Sure, I will try my best. I am assuming here that we are clear on the concept of Chunked Dot Product Attention, and till 3.4, we have sorted our queries so that the similar queries are in one chunk, and now, we simply need to compute the attention for these individual chunks. For simplicity, in our implementations we are very conveniently assuming that each bucket spans over a single chunk only, which is not the case in practice, and this has been explicitly mentioned towards the end of the lab.

Furthermore, in my entire explanation, I would be bringing up analogies to word embeddings, since I believe, it is easier to relate and understand in that manner.

Now, let’s begin with the shape of `sq`

, which as per the lab is `(16, 3)`

, i.e., 16 word embeddings, each embedding spanning over 3 dimensions.

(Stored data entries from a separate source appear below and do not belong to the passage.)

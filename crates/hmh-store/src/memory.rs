//! # In-Memory Document Store
//!
//! The reference [`DocumentStore`] implementation: collections are vectors
//! of `(id, document)` pairs behind one async read-write lock, preserving
//! insertion order. It backs every test suite in the workspace and any
//! demo wiring; production deployments substitute a real backend at the
//! same trait seam.

use std::collections::HashMap;

use async_trait::async_trait;
use serde_json::Value;
use tokio::sync::RwLock;

use crate::document::DocumentStore;
use crate::error::StoreError;
use crate::path::CollectionPath;

/// In-memory document store with insertion-ordered collections.
#[derive(Debug, Default)]
pub struct MemoryStore {
    collections: RwLock<HashMap<String, Vec<(String, Value)>>>,
}

impl MemoryStore {
    /// Create an empty store.
    pub fn new() -> Self {
        Self::default()
    }

    /// Total number of documents across all collections.
    pub async fn document_count(&self) -> usize {
        self.collections.read().await.values().map(Vec::len).sum()
    }
}

#[async_trait]
impl DocumentStore for MemoryStore {
    async fn get(&self, path: &CollectionPath, id: &str) -> Result<Option<Value>, StoreError> {
        let collections = self.collections.read().await;
        Ok(collections
            .get(path.as_str())
            .and_then(|docs| docs.iter().find(|(doc_id, _)| doc_id == id))
            .map(|(_, doc)| doc.clone()))
    }

    async fn list(&self, path: &CollectionPath) -> Result<Vec<Value>, StoreError> {
        let collections = self.collections.read().await;
        Ok(collections
            .get(path.as_str())
            .map(|docs| docs.iter().map(|(_, doc)| doc.clone()).collect())
            .unwrap_or_default())
    }

    async fn query_eq(
        &self,
        path: &CollectionPath,
        field: &str,
        value: &Value,
    ) -> Result<Vec<Value>, StoreError> {
        let collections = self.collections.read().await;
        Ok(collections
            .get(path.as_str())
            .map(|docs| {
                docs.iter()
                    .filter(|(_, doc)| doc.get(field) == Some(value))
                    .map(|(_, doc)| doc.clone())
                    .collect()
            })
            .unwrap_or_default())
    }

    async fn add(&self, path: &CollectionPath, id: &str, doc: Value) -> Result<(), StoreError> {
        let mut collections = self.collections.write().await;
        let docs = collections.entry(path.as_str().to_string()).or_default();
        if docs.iter().any(|(doc_id, _)| doc_id == id) {
            return Err(StoreError::DuplicateDocument {
                path: path.to_string(),
                id: id.to_string(),
            });
        }
        docs.push((id.to_string(), doc));
        Ok(())
    }

    async fn update(&self, path: &CollectionPath, id: &str, patch: Value) -> Result<(), StoreError> {
        let mut collections = self.collections.write().await;
        let docs = collections
            .get_mut(path.as_str())
            .ok_or_else(|| StoreError::DocumentNotFound {
                path: path.to_string(),
                id: id.to_string(),
            })?;
        let (_, doc) = docs
            .iter_mut()
            .find(|(doc_id, _)| doc_id == id)
            .ok_or_else(|| StoreError::DocumentNotFound {
                path: path.to_string(),
                id: id.to_string(),
            })?;

        let Some(target) = doc.as_object_mut() else {
            return Err(StoreError::Backend(format!(
                "document {id} in {path} is not an object"
            )));
        };
        if let Value::Object(fields) = patch {
            for (key, value) in fields {
                if value.is_null() {
                    target.remove(&key);
                } else {
                    target.insert(key, value);
                }
            }
        } else {
            return Err(StoreError::Backend("update patch must be an object".to_string()));
        }
        Ok(())
    }
}

#[cfg(test)]
mod tests {
    use super::*;
    use serde_json::json;

    fn activities() -> CollectionPath {
        CollectionPath::activities()
    }

    #[tokio::test]
    async fn test_add_then_get() {
        let store = MemoryStore::new();
        store
            .add(&activities(), "a1", json!({"status": "pending_assignment"}))
            .await
            .unwrap();
        let doc = store.get(&activities(), "a1").await.unwrap().unwrap();
        assert_eq!(doc["status"], "pending_assignment");
        assert!(store.get(&activities(), "missing").await.unwrap().is_none());
    }

    #[tokio::test]
    async fn test_duplicate_add_rejected() {
        let store = MemoryStore::new();
        store.add(&activities(), "a1", json!({})).await.unwrap();
        let err = store.add(&activities(), "a1", json!({})).await.unwrap_err();
        assert!(matches!(err, StoreError::DuplicateDocument { .. }));
    }

    #[tokio::test]
    async fn test_list_preserves_insertion_order() {
        let store = MemoryStore::new();
        for i in 0..5 {
            store
                .add(&activities(), &format!("a{i}"), json!({"seq": i}))
                .await
                .unwrap();
        }
        let docs = store.list(&activities()).await.unwrap();
        let seqs: Vec<i64> = docs.iter().map(|d| d["seq"].as_i64().unwrap()).collect();
        assert_eq!(seqs, vec![0, 1, 2, 3, 4]);
    }

    #[tokio::test]
    async fn test_query_eq_filters_by_field() {
        let store = MemoryStore::new();
        store
            .add(&activities(), "a1", json!({"tenantId": "t1", "status": "assigned"}))
            .await
            .unwrap();
        store
            .add(&activities(), "a2", json!({"tenantId": "t2", "status": "assigned"}))
            .await
            .unwrap();
        let docs = store
            .query_eq(&activities(), "tenantId", &json!("t1"))
            .await
            .unwrap();
        assert_eq!(docs.len(), 1);
        assert_eq!(docs[0]["tenantId"], "t1");
    }

    #[tokio::test]
    async fn test_update_shallow_merge_and_null_clears() {
        let store = MemoryStore::new();
        store
            .add(&activities(), "a1", json!({"status": "paid", "paidAt": "2026-01-01T00:00:00Z"}))
            .await
            .unwrap();
        store
            .update(&activities(), "a1", json!({"status": "rejected", "paidAt": null}))
            .await
            .unwrap();
        let doc = store.get(&activities(), "a1").await.unwrap().unwrap();
        assert_eq!(doc["status"], "rejected");
        assert!(doc.get("paidAt").is_none());
    }

    #[tokio::test]
    async fn test_update_missing_document_fails() {
        let store = MemoryStore::new();
        let err = store
            .update(&activities(), "nope", json!({"status": "assigned"}))
            .await
            .unwrap_err();
        assert!(matches!(err, StoreError::DocumentNotFound { .. }));
    }

    #[tokio::test]
    async fn test_collections_are_isolated() {
        let store = MemoryStore::new();
        store.add(&activities(), "x", json!({"kind": "activity"})).await.unwrap();
        store
            .add(&CollectionPath::service_orders(), "x", json!({"kind": "order"}))
            .await
            .unwrap();
        assert_eq!(store.document_count().await, 2);
        let orders = store.list(&CollectionPath::service_orders()).await.unwrap();
        assert_eq!(orders[0]["kind"], "order");
    }
}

The `kv_chunk_len = t_kv_chunk_len = 2`

, i.e., we have 2 chunks. So, the very first step is to divide all the embeddings into 2 chunks, and hence, the shape of `rsq`

is `(8, 2, 3)`

. The shape of `rsqt`

is `(8, 3, 2)`

, which is basically taking the transpose of `rsq`

. So, essentially `rsq`

is `Q`

and `rsqt`

is `K.T`

, as per our standard attention. And now the `dotlike`

denotes the `np.dot(Q, K.T)`

, which has a shape of `(8, 2, 2)`

.

The step 2 is pretty simple as well, but somewhat interesting. You will find that in the code cell following the one that we are discussing, 2 examples have been mentioned, one with softmax disabled, i.e., `passthrough = True`

, and the other one with softmax enabled, i.e., `passthrough = False`

. I am not sure, why softmax has been disabled per se, but I guess, it’s just to show the difference between the 2 outputs and how `our_softmax`

affects the final output. That being said, let us talk about the second example, in which softmax is enabled.

So, `dotlike`

after Step 2 contains `Softmax(Q, K.T)`

and `slogits`

contains the sum of logs, which is pretty conventional.

P.S. - I will continue this answer in my next comment.

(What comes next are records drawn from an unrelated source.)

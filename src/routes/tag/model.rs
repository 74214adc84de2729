use serde::{Deserialize, Serialize};

use crate::{
    AppState,
    cache::keys,
    database::Tag,
    error::AppResult,
    utils::{Page, Paginated},
};

#[derive(Debug, Clone, PartialEq, Serialize, Deserialize)]
pub struct TagView {
    pub title: Tag,
    pub display_title: String,
}

impl From<Tag> for TagView {
    fn from(tag: Tag) -> Self {
        Self {
            title: tag,
            display_title: tag.display_title().to_string(),
        }
    }
}

pub async fn show_all(state: &AppState, page: Page) -> AppResult<Paginated<TagView>> {
    state
        .cache
        .cached(keys::TAG_LIST, &page, None, async {
            let (tags, total) = state.tags.list(&page).await?;
            Ok(Paginated::new(tags, total, &page).map(TagView::from))
        })
        .await
}
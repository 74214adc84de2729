use axum::{
    body::Body,
    extract::State,
    http::Request,
    middleware::Next,
    response::Response,
};
use axum_extra::headers::{Authorization, HeaderMapExt};

use crate::{
    AppState,
    auth::Jwt,
    error::{AppError, CredentialError},
};

/// 校验 `Authorization: JWT <token>`，并把当前用户放入请求扩展
pub async fn auth_middleware(
    State(state): State<AppState>,
    mut req: Request<Body>,
    next: Next,
) -> Result<Response, AppError> {
    let auth = req
        .headers()
        .typed_get::<Authorization<Jwt>>()
        .ok_or(CredentialError::NotAuthenticated)?;

    let user_id = state.tokens.verify(auth.0.token())?;

    let user = state
        .users
        .find_by_id(user_id)
        .await?
        .ok_or(CredentialError::InvalidCredentials)?;

    tracing::debug!(user_id = user.id, "Authenticated request");
    req.extensions_mut().insert(user);
    Ok(next.run(req).await)
}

Now, coming to Step 3, which is pretty simple as well. In Step 3, we compute `so`

, which is `Softmax(Q, K.T) @ V`

, which initially has a shape of `(8, 2, 5)`

, since `dotlike`

has a shape of `(8, 2, 2)`

and `vr`

has a shape of `(8, 2, 5)`

. And after reshaping once more, `so`

has a shape of `(16, 5)`

and `slogits`

is reshaped to `(16,)`

, i.e., one sum of logits for each embedding. So, now, we have one row for each embedding in `so`

and one sum of logits for each embedding.

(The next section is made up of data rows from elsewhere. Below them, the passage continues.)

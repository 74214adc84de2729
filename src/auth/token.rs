use std::sync::Arc;

use chrono::{Duration, Utc};
use jsonwebtoken::{
    Algorithm, DecodingKey, EncodingKey, Header, Validation, decode, encode,
    errors::ErrorKind,
};
use serde::{Deserialize, Serialize};
use uuid::Uuid;

use crate::config::Config;
use crate::database::{AccessTokenRecord, TokenRepository};
use crate::error::{AppResult, CredentialError};

pub const TOKEN_TYPE: &str = "JWT";

/// 访问令牌载荷
#[derive(Debug, Clone, Serialize, Deserialize)]
pub struct AccessClaims {
    pub sub: String,           // 用户ID
    pub exp: i64,              // 过期时间
    pub iat: i64,              // 签发时间
    pub refresh_token: String, // 同批签发的刷新令牌
}

#[derive(Debug, Clone, Serialize, Deserialize)]
pub struct RefreshClaims {
    pub sub: String,
    pub exp: i64,
    pub iat: i64,
    pub jti: Uuid,
}

#[derive(Debug, Clone, PartialEq, Serialize, Deserialize)]
pub struct TokenPair {
    pub access_token: String,
    pub refresh_token: String,
    pub token_type: String,
}

/// 令牌服务：签发、校验、轮换与吊销
#[derive(Clone)]
pub struct TokenService {
    repo: Arc<dyn TokenRepository>,
    algorithm: Algorithm,
    encoding_key: EncodingKey,
    decoding_key: DecodingKey,
    access_ttl: Duration,
    refresh_ttl: Duration,
}

impl TokenService {
    pub fn new(repo: Arc<dyn TokenRepository>, config: &Config) -> Self {
        Self {
            repo,
            algorithm: config.jwt_algorithm,
            encoding_key: EncodingKey::from_secret(config.jwt_secret.as_bytes()),
            decoding_key: DecodingKey::from_secret(config.jwt_secret.as_bytes()),
            access_ttl: Duration::minutes(config.access_token_expire_minutes),
            refresh_ttl: Duration::minutes(config.refresh_token_expire_minutes),
        }
    }

    /// 覆盖有效期，负值可以生成已过期的令牌
    pub fn with_ttl(mut self, access_ttl: Duration, refresh_ttl: Duration) -> Self {
        self.access_ttl = access_ttl;
        self.refresh_ttl = refresh_ttl;
        self
    }

    fn validation(&self) -> Validation {
        let mut validation = Validation::new(self.algorithm);
        validation.leeway = 0;
        validation.set_required_spec_claims(&["exp", "sub"]);
        validation
    }

    pub async fn issue(&self, user_id: i64) -> AppResult<TokenPair> {
        let now = Utc::now();
        let header = Header::new(self.algorithm);
        let refresh_expiration = now + self.refresh_ttl;

        let refresh_token = encode(
            &header,
            &RefreshClaims {
                sub: user_id.to_string(),
                exp: refresh_expiration.timestamp(),
                iat: now.timestamp(),
                jti: Uuid::new_v4(),
            },
            &self.encoding_key,
        )?;

        let access_token = encode(
            &header,
            &AccessClaims {
                sub: user_id.to_string(),
                exp: (now + self.access_ttl).timestamp(),
                iat: now.timestamp(),
                refresh_token: refresh_token.clone(),
            },
            &self.encoding_key,
        )?;

        self.repo
            .insert(&AccessTokenRecord {
                user_id,
                refresh_token: refresh_token.clone(),
                refresh_token_expiration: refresh_expiration,
            })
            .await?;

        tracing::debug!(user_id, "Issued token pair");
        Ok(TokenPair {
            access_token,
            refresh_token,
            token_type: TOKEN_TYPE.to_string(),
        })
    }

    /// 校验访问令牌并返回用户ID
    pub fn verify(&self, token: &str) -> Result<i64, CredentialError> {
        let data = decode::<AccessClaims>(token, &self.decoding_key, &self.validation()).map_err(
            |e| match e.kind() {
                ErrorKind::ExpiredSignature => CredentialError::TokenExpired,
                _ => CredentialError::InvalidToken,
            },
        )?;

        // 库的过期判断是严格小于，这里补上等于的情况
        if data.claims.exp <= Utc::now().timestamp() {
            return Err(CredentialError::TokenExpired);
        }

        data.claims
            .sub
            .parse::<i64>()
            .map_err(|_| CredentialError::InvalidToken)
    }

    /// 用刷新令牌换一对新令牌，旧刷新令牌只能使用一次
    pub async fn rotate(&self, user_id: i64, refresh_token: &str) -> AppResult<TokenPair> {
        let data = decode::<RefreshClaims>(refresh_token, &self.decoding_key, &self.validation())
            .map_err(|e| match e.kind() {
                ErrorKind::ExpiredSignature => CredentialError::TokenExpired,
                _ => CredentialError::InvalidRefreshToken,
            })?;

        if data.claims.exp <= Utc::now().timestamp() {
            return Err(CredentialError::TokenExpired.into());
        }
        if data.claims.sub != user_id.to_string() {
            return Err(CredentialError::InvalidRefreshToken.into());
        }

        if !self.repo.take(user_id, refresh_token).await? {
            tracing::warn!(user_id, "Refresh token reuse or unknown token");
            return Err(CredentialError::InvalidRefreshToken.into());
        }

        self.issue(user_id).await
    }

    /// 删除该用户的全部刷新令牌
    pub async fn revoke(&self, user_id: i64) -> AppResult<bool> {
        let removed = self.repo.delete_for_user(user_id).await?;
        tracing::debug!(user_id, removed, "Revoked tokens");
        Ok(true)
    }
}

Now, let’s come to Step 4, which is perhaps the simplest. It just re-arranges the `so`

and `slogits`

, so that they resemble the original order in which the embeddings were fed as the inputs. Hence, you can see that `o`

has the same shape as `so`

and `logits`

has the same shape as `slogits`

.

Now, comes Step 5, which is most interesting part, kind of like the “eureka” moment. If you scroll a bit upwards, you will find the length of sequences, denoted by `t_n_seq = t_seqlen = 8`

and the number of hash-tables for LSH, denoted by `t_n_hashes = 2`

. However, we know that `logits`

has a shape of `(16, 5)`

. So, essentially, for every word embedding, we have `t_n_hashes = 2`

different sums of weighted value vectors. So, how to combine these, so that we have only one sum of weighted value vectors per word embedding. And the answer is **Softmax**

We reshape `o`

to have a shape of `(2, 8, 5)`

and `logits`

to have a shape of `(2, 8, 1)`

. Now, we take `logits`

as the weights to combine these “sums of weighted value vectors”, and for that, we apply softmax, once again, on `logits`

to get `probs`

, using which we transform `o`

to give us the final output.

I really hope this helps you, and if you face any queries, feel free to let us know.

Cheers,

Elemento

Hey,

Only one thing is not clear, why are we taking logit, which is already a log sum as the weights?

Hey @Aaditya1,

Apologies for the delayed response. Can you please specify if you referring to Part 3.4? And if yes, can you please specify the step in 3.4, which you are referring to?

Cheers,

Elemento